Task objective:
From the listing below, pick out each line with the word "NaiveDate".

Excerpted data:
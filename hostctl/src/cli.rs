use std::path::PathBuf;

use chrono::NaiveDate;
use clap::{Parser, Subcommand, ValueEnum};
use rental::{RevenuePath, RevenueTier};
use rust_decimal::Decimal;

/// hostctl — deposits, commission tiers and payouts for rental hosts.
#[derive(Parser, Debug)]
#[command(name = "hostctl", version)]
pub struct Cli {
    /// Log level (trace, debug, info, warn, error)
    #[arg(long, default_value = "info", global = true)]
    pub log_level: String,

    /// Host API base URL; overrides RENTAL_API_URL
    #[arg(long, global = true)]
    pub api_url: Option<String>,

    /// Offline host snapshot; overrides RENTAL_DATA_FILE
    #[arg(long, global = true)]
    pub data_file: Option<PathBuf>,

    /// Output as JSON instead of TSV
    #[arg(long, global = true)]
    pub json: bool,

    #[command(subcommand)]
    pub command: Command,
}

#[derive(Subcommand, Debug)]
pub enum Command {
    /// List every vehicle with the deposit a guest would pre-authorize
    Deposits,

    /// Change the host-wide deposit settings
    SetDeposit(SetDepositArgs),

    /// Set or remove a per-make deposit override
    SetMakeDeposit(SetMakeDepositArgs),

    /// Set an individual vehicle's own deposit
    SetVehicleDeposit(SetVehicleDepositArgs),

    /// Put vehicles back under the host-wide settings
    MoveToGlobal(VehicleIdsArgs),

    /// Take vehicles out of the host-wide settings
    MoveToIndividual(VehicleIdsArgs),

    /// Change length-of-trip discounts
    SetDiscounts(SetDiscountsArgs),

    /// Show the commission tier for the current fleet
    Tier(TierArgs),

    /// Show the payout for a revenue path without saving it
    Payout(RevenuePathArgs),

    /// Save the partner's revenue path
    SetRevenuePath(RevenuePathArgs),

    /// Price a trip
    Quote(QuoteArgs),
}

#[derive(Parser, Debug)]
pub struct SetDepositArgs {
    /// Require a deposit on vehicles that follow the host settings
    #[arg(long)]
    pub require: Option<bool>,

    /// Default deposit amount; rounded to a multiple of 25 when saved
    #[arg(long)]
    pub default_amount: Option<Decimal>,
}

#[derive(Parser, Debug)]
pub struct SetMakeDepositArgs {
    /// Vehicle make, matched exactly (e.g. Tesla)
    pub make: String,

    /// Deposit amount; omit together with --remove to drop the override
    #[arg(required_unless_present = "remove")]
    pub amount: Option<Decimal>,

    /// Remove the override
    #[arg(long, conflicts_with = "amount")]
    pub remove: bool,
}

#[derive(Parser, Debug)]
pub struct SetVehicleDepositArgs {
    pub vehicle_id: String,

    /// Require a deposit on this vehicle
    #[arg(long)]
    pub require: bool,

    /// Deposit amount; a required deposit without an amount is switched off
    #[arg(long)]
    pub amount: Option<Decimal>,
}

#[derive(Parser, Debug)]
pub struct VehicleIdsArgs {
    #[arg(required = true)]
    pub vehicle_ids: Vec<String>,
}

#[derive(Parser, Debug)]
pub struct SetDiscountsArgs {
    /// Percent off trips of 7 days or more
    #[arg(long, value_parser = clap::value_parser!(u8).range(0..=100))]
    pub weekly: Option<u8>,

    /// Percent off trips of 28 days or more
    #[arg(long, value_parser = clap::value_parser!(u8).range(0..=100))]
    pub monthly: Option<u8>,
}

#[derive(Parser, Debug)]
pub struct TierArgs {
    /// Use this fleet size instead of fetching it
    #[arg(long)]
    pub fleet_size: Option<u32>,
}

#[derive(Parser, Debug)]
pub struct RevenuePathArgs {
    #[arg(value_enum)]
    pub path: PathArg,

    /// Insurance type on the tiers path
    #[arg(long, value_enum)]
    pub tier: Option<TierArg>,
}

#[derive(Parser, Debug)]
pub struct QuoteArgs {
    pub vehicle_id: String,

    /// Pickup date (YYYY-MM-DD)
    pub start: NaiveDate,

    /// Return date (YYYY-MM-DD)
    pub end: NaiveDate,
}

#[derive(ValueEnum, Clone, Copy, Debug)]
pub enum PathArg {
    Insurance,
    Tiers,
}

impl From<PathArg> for RevenuePath {
    fn from(p: PathArg) -> Self {
        match p {
            PathArg::Insurance => RevenuePath::Insurance,
            PathArg::Tiers => RevenuePath::Tiers,
        }
    }
}

#[derive(ValueEnum, Clone, Copy, Debug)]
pub enum TierArg {
    P2p,
    Commercial,
    SelfManage,
}

impl From<TierArg> for RevenueTier {
    fn from(t: TierArg) -> Self {
        match t {
            TierArg::P2p => RevenueTier::P2p,
            TierArg::Commercial => RevenueTier::Commercial,
            TierArg::SelfManage => RevenueTier::SelfManage,
        }
    }
}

Reply to the task:
use chrono::NaiveDate;
    pub start: NaiveDate,
    pub end: NaiveDate,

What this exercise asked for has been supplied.